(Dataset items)
//! Kubernetes Event recording for the sync controllers.
//!
//! Events carry what conditions cannot: conversion warnings, and failures on
//! machines that have no condition target yet (no legacy machine exists).
//!
//! Events are **fire-and-forget**: failures are logged as warnings and never
//! propagate errors. A failed event must never break reconciliation.

use std::sync::Mutex;

use async_trait::async_trait;
use k8s_openapi::api::core::v1::ObjectReference;
use kube::runtime::events::{EventType, Recorder, Reporter};
use kube::Client;
use tracing::warn;

/// Trait for publishing Kubernetes Events.
#[async_trait]
pub trait EventPublisher: Send + Sync {
    /// Publish a Kubernetes Event on the given resource.
    ///
    /// # Arguments
    ///
    /// * `resource_ref` - The Kubernetes object this event is about
    /// * `type_` - Normal or Warning
    /// * `reason` - Machine-readable reason string (e.g. "ConversionWarning")
    /// * `action` - What action was taken (e.g. "Sync")
    /// * `note` - Optional human-readable message
    async fn publish(
        &self,
        resource_ref: &ObjectReference,
        type_: EventType,
        reason: &str,
        action: &str,
        note: Option<String>,
    );
}

/// Production implementation wrapping `kube::runtime::events::Recorder`.
pub struct KubeEventPublisher {
    recorder: Recorder,
}

impl KubeEventPublisher {
    /// Create a new publisher reporting as the given controller name.
    pub fn new(client: Client, controller_name: &str) -> Self {
        let reporter = Reporter {
            controller: controller_name.to_string(),
            instance: std::env::var("POD_NAME").ok(),
        };
        Self {
            recorder: Recorder::new(client, reporter),
        }
    }
}

#[async_trait]
impl EventPublisher for KubeEventPublisher {
    async fn publish(
        &self,
        resource_ref: &ObjectReference,
        type_: EventType,
        reason: &str,
        action: &str,
        note: Option<String>,
    ) {
        let event = kube::runtime::events::Event {
            type_,
            reason: reason.to_string(),
            note,
            action: action.to_string(),
            secondary: None,
        };
        if let Err(e) = self.recorder.publish(&event, resource_ref).await {
            warn!(
                reason,
                action,
                error = %e,
                "Failed to publish Kubernetes event"
            );
        }
    }
}

/// No-op implementation.
pub struct NoopEventPublisher;

#[async_trait]
impl EventPublisher for NoopEventPublisher {
    async fn publish(
        &self,
        _resource_ref: &ObjectReference,
        _type_: EventType,
        _reason: &str,
        _action: &str,
        _note: Option<String>,
    ) {
    }
}

/// An event captured by [`RecordingEventPublisher`]
#[derive(Clone, Debug, PartialEq)]
pub struct RecordedEvent {
    /// Name of the object the event was published on
    pub object: Option<String>,
    /// Kind of the object the event was published on
    pub kind: Option<String>,
    /// Normal or Warning
    pub warning: bool,
    /// Event reason
    pub reason: String,
    /// Event note
    pub note: Option<String>,
}

/// In-memory publisher that remembers every event, for tests
#[derive(Default)]
pub struct RecordingEventPublisher {
    events: Mutex<Vec<RecordedEvent>>,
}

impl RecordingEventPublisher {
    /// All events published so far
    pub fn events(&self) -> Vec<RecordedEvent> {
        self.events
            .lock()
            .map(|events| events.clone())
            .unwrap_or_default()
    }

    /// Events with the given reason
    pub fn with_reason(&self, reason: &str) -> Vec<RecordedEvent> {
        self.events()
            .into_iter()
            .filter(|e| e.reason == reason)
            .collect()
    }
}

#[async_trait]
impl EventPublisher for RecordingEventPublisher {
    async fn publish(
        &self,
        resource_ref: &ObjectReference,
        type_: EventType,
        reason: &str,
        _action: &str,
        note: Option<String>,
    ) {
        if let Ok(mut events) = self.events.lock() {
            events.push(RecordedEvent {
                object: resource_ref.name.clone(),
                kind: resource_ref.kind.clone(),
                warning: matches!(type_, EventType::Warning),
                reason: reason.to_string(),
                note,
            });
        }
    }
}

/// Well-known event reason strings.
pub mod reasons {
    /// A conversion function reported a non-fatal warning
    pub const CONVERSION_WARNING: &str = "ConversionWarning";
    /// Sync failed and there is no legacy machine to carry the condition
    pub const SYNC_FAILED: &str = "SyncFailed";
    /// A mirror machine was created
    pub const MIRROR_CREATED: &str = "MirrorCreated";
    /// Deletion was propagated across the model boundary
    pub const DELETION_PROPAGATED: &str = "DeletionPropagated";
}

/// Well-known event action strings.
pub mod actions {
    /// Mirroring a machine into the other model
    pub const SYNC: &str = "Sync";
    /// Tearing down linked machines
    pub const DELETE: &str = "Delete";
}
//! Deletion coordination across the model boundary
//!
//! Deletion of one logical machine touches three objects that different
//! controllers own. The coordinator is re-entrant: every pass re-derives the
//! next step from the freshly loaded [`LinkedMachines`] and performs at most
//! one deletion request batch or one finalizer removal, so each transition is
//! independently observable and a stale pass cannot skip ahead.
//!
//! The bookkeeping finalizer is never removed from the mirror or the mirrored
//! infrastructure machine while the authoritative machine still carries its
//! model-native finalizer: that finalizer is the signal that the authoritative
//! controller has released the physical instance.

use tracing::{debug, info};

use machinesync_common::crd::{CAPI_MACHINE_FINALIZER, INFRA_FINALIZER_SUFFIX, MAPI_MACHINE_FINALIZER};
use machinesync_common::meta::{has_finalizer, is_deleting, without_finalizers};
use machinesync_common::{Error, SYNC_FINALIZER};

use crate::client::{LinkedKind, MachineClient};
use crate::linked::{Direction, LinkedMachines};

/// What the coordinator did on this pass
#[derive(Clone, Copy, Debug, PartialEq, Eq)]
pub enum DeletionOutcome {
    /// Neither side is being deleted; sync may proceed
    NotDeleting,
    /// A deletion request or finalizer removal was issued; reconcile again
    InProgress,
    /// Blocked on the authoritative controller releasing its native finalizer
    WaitingForNative,
    /// Our bookkeeping finalizer is gone from every object; nothing left to do
    Released,
}

impl DeletionOutcome {
    /// True if the sync steps must not run on this pass
    pub fn stops_sync(self) -> bool {
        self != Self::NotDeleting
    }
}

/// Finalizer the model's own machine controller adds
pub fn native_finalizer(kind: LinkedKind) -> Option<&'static str> {
    match kind {
        LinkedKind::MapiMachine => Some(MAPI_MACHINE_FINALIZER),
        LinkedKind::CapiMachine => Some(CAPI_MACHINE_FINALIZER),
        LinkedKind::InfraMachine => None,
    }
}

fn is_provider_finalizer(finalizer: &str) -> bool {
    finalizer.ends_with(INFRA_FINALIZER_SUFFIX)
}

fn is_sync_finalizer(finalizer: &str) -> bool {
    finalizer == SYNC_FINALIZER
}

/// One finalizer-removal layer: which object, and which finalizers go
struct Layer {
    kind: LinkedKind,
    matches: fn(&str) -> bool,
}

/// Finalizer layers stripped after the native finalizer cleared, in order
fn release_layers(direction: Direction) -> Vec<Layer> {
    let mirror = direction.mirror();
    let mut layers = Vec::new();
    if direction.mirrors_infra() {
        layers.push(Layer {
            kind: LinkedKind::InfraMachine,
            matches: is_provider_finalizer,
        });
    }
    let native_mirror: fn(&str) -> bool = match mirror {
        LinkedKind::CapiMachine => |f| f == CAPI_MACHINE_FINALIZER,
        _ => |f| f == MAPI_MACHINE_FINALIZER,
    };
    layers.push(Layer {
        kind: mirror,
        matches: native_mirror,
    });
    layers.push(Layer {
        kind: mirror,
        matches: is_sync_finalizer,
    });
    layers.push(Layer {
        kind: LinkedKind::InfraMachine,
        matches: is_sync_finalizer,
    });
    layers.push(Layer {
        kind: direction.authoritative(),
        matches: is_sync_finalizer,
    });
    layers
}

/// Remove the first matching layer; returns the kind written, if any
async fn strip_first_layer(
    client: &dyn MachineClient,
    linked: &LinkedMachines,
    layers: &[Layer],
) -> Result<Option<LinkedKind>, Error> {
    for layer in layers {
        let Some(meta) = linked.meta(layer.kind) else {
            continue;
        };
        let Some(remaining) = without_finalizers(meta, layer.matches) else {
            continue;
        };
        let name = linked.name_of(layer.kind);
        info!(kind = %layer.kind, name, ?remaining, "Removing finalizer");
        client
            .set_finalizers(layer.kind, name, meta.resource_version.clone(), remaining)
            .await?;
        return Ok(Some(layer.kind));
    }
    Ok(None)
}

/// Advance teardown of the linked machines by at most one step
///
/// Returns [`DeletionOutcome::NotDeleting`] when neither machine is marked for
/// deletion; every other outcome means the caller must not sync this pass.
pub async fn reconcile_deletion(
    client: &dyn MachineClient,
    linked: &LinkedMachines,
    direction: Direction,
) -> Result<DeletionOutcome, Error> {
    let auth = direction.authoritative();
    let mirror = direction.mirror();
    let auth_meta = linked.meta(auth);
    let mirror_meta = linked.meta(mirror);

    let auth_deleting = auth_meta.is_some_and(is_deleting);
    let mirror_deleting = mirror_meta.is_some_and(is_deleting);

    if !auth_deleting {
        if !mirror_deleting {
            return Ok(DeletionOutcome::NotDeleting);
        }
        if auth_meta.is_some() {
            info!(%direction, "Mirror is being deleted, propagating deletion to the authoritative machine");
            client.delete(auth, &linked.name).await?;
            return Ok(DeletionOutcome::InProgress);
        }
        // Nothing left to coordinate with; let the mirror go.
        return match strip_first_layer(
            client,
            linked,
            &[Layer {
                kind: mirror,
                matches: is_sync_finalizer,
            }],
        )
        .await?
        {
            Some(_) => Ok(DeletionOutcome::InProgress),
            None => Ok(DeletionOutcome::Released),
        };
    }

    // The CAPI controller waits for the infrastructure machine to disappear
    // before it drops its own finalizer.
    if !direction.mirrors_infra() {
        if let Some(infra) = linked.meta(LinkedKind::InfraMachine).filter(|m| is_deleting(m)) {
            if has_finalizer(infra, SYNC_FINALIZER) {
                let layer = Layer {
                    kind: LinkedKind::InfraMachine,
                    matches: is_sync_finalizer,
                };
                strip_first_layer(client, linked, &[layer]).await?;
                return Ok(DeletionOutcome::InProgress);
            }
        }
    }

    let mirror_infra = if direction.mirrors_infra() {
        linked.meta(LinkedKind::InfraMachine)
    } else {
        None
    };

    if mirror_meta.is_none() && mirror_infra.is_none() {
        debug!(%direction, "No mirror to tear down, releasing the authoritative machine");
        let mut layers = Vec::new();
        if !direction.mirrors_infra() {
            layers.push(Layer {
                kind: LinkedKind::InfraMachine,
                matches: is_sync_finalizer,
            });
        }
        layers.push(Layer {
            kind: auth,
            matches: is_sync_finalizer,
        });
        return match strip_first_layer(client, linked, &layers).await? {
            Some(kind) if kind != auth => Ok(DeletionOutcome::InProgress),
            _ => Ok(DeletionOutcome::Released),
        };
    }

    let mut requested = false;
    if mirror_meta.is_some_and(|m| !is_deleting(m)) {
        info!(%direction, kind = %mirror, "Propagating deletion to mirror machine");
        client.delete(mirror, &linked.name).await?;
        requested = true;
    }
    if mirror_infra.is_some_and(|m| !is_deleting(m)) {
        info!(%direction, name = linked.infra_name(), "Propagating deletion to infrastructure machine");
        client
            .delete(LinkedKind::InfraMachine, linked.infra_name())
            .await?;
        requested = true;
    }
    if requested {
        return Ok(DeletionOutcome::InProgress);
    }

    if let (Some(meta), Some(native)) = (auth_meta, native_finalizer(auth)) {
        if has_finalizer(meta, native) {
            debug!(%direction, finalizer = native, "Waiting for native finalizer on the authoritative machine");
            return Ok(DeletionOutcome::WaitingForNative);
        }
    }

    match strip_first_layer(client, linked, &release_layers(direction)).await? {
        Some(kind) if kind == auth => Ok(DeletionOutcome::Released),
        Some(_) => Ok(DeletionOutcome::InProgress),
        None => Ok(DeletionOutcome::Released),
    }
}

*What is required:*
Scan the records above and tell how many lines include the word "boundary"; the number is all that should be written.

*Written answer:*
2